- DIRECTIONS FOR THIS TASK -
Go through the entries below. Copy out every line that contains "unwrap".

[Stored data entries]
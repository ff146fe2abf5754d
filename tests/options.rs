//! Serialized form of the access layer options.

#![cfg(feature = "serde")]

use reg_access::{MemoryRegistry, Registry, RegistryOptions, RegistryView, ValueType};

#[test]
fn test_options_from_json() {
    let options: RegistryOptions =
        serde_json::from_str(r#"{ "view": "force32", "encoding": "utf-8" }"#).unwrap();

    assert_eq!(options.view, RegistryView::Force32);
    assert_eq!(options.encoding, "utf-8");
    // Missing fields keep their defaults
    assert!(options.open_link);

    let registry = Registry::builder(MemoryRegistry::new()).options(options).build().unwrap();
    assert_eq!(registry.options().view, RegistryView::Force32);
}

#[test]
fn test_empty_json_is_default() {
    let options: RegistryOptions = serde_json::from_str("{}").unwrap();
    assert_eq!(options, RegistryOptions::default());
}

#[test]
fn test_options_serialize() {
    let json = serde_json::to_value(RegistryOptions::default()).unwrap();
    assert_eq!(json["view"], "force64");
    assert_eq!(json["open-link"], true);
    assert_eq!(json["encoding"], "windows-1252");
}

#[test]
fn test_value_type_serialize() {
    assert_eq!(serde_json::to_string(&ValueType::DwordBigEndian).unwrap(), r#""dword-big-endian""#);
    assert_eq!(serde_json::to_string(&ValueType::Unknown(42)).unwrap(), r#"{"unknown":42}"#);
}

- ANSWER AREA -
        serde_json::from_str(r#"{ "view": "force32", "encoding": "utf-8" }"#).unwrap();
    let registry = Registry::builder(MemoryRegistry::new()).options(options).build().unwrap();
    let options: RegistryOptions = serde_json::from_str("{}").unwrap();
    let json = serde_json::to_value(RegistryOptions::default()).unwrap();
    assert_eq!(serde_json::to_string(&ValueType::DwordBigEndian).unwrap(), r#""dword-big-endian""#);
    assert_eq!(serde_json::to_string(&ValueType::Unknown(42)).unwrap(), r#"{"unknown":42}"#);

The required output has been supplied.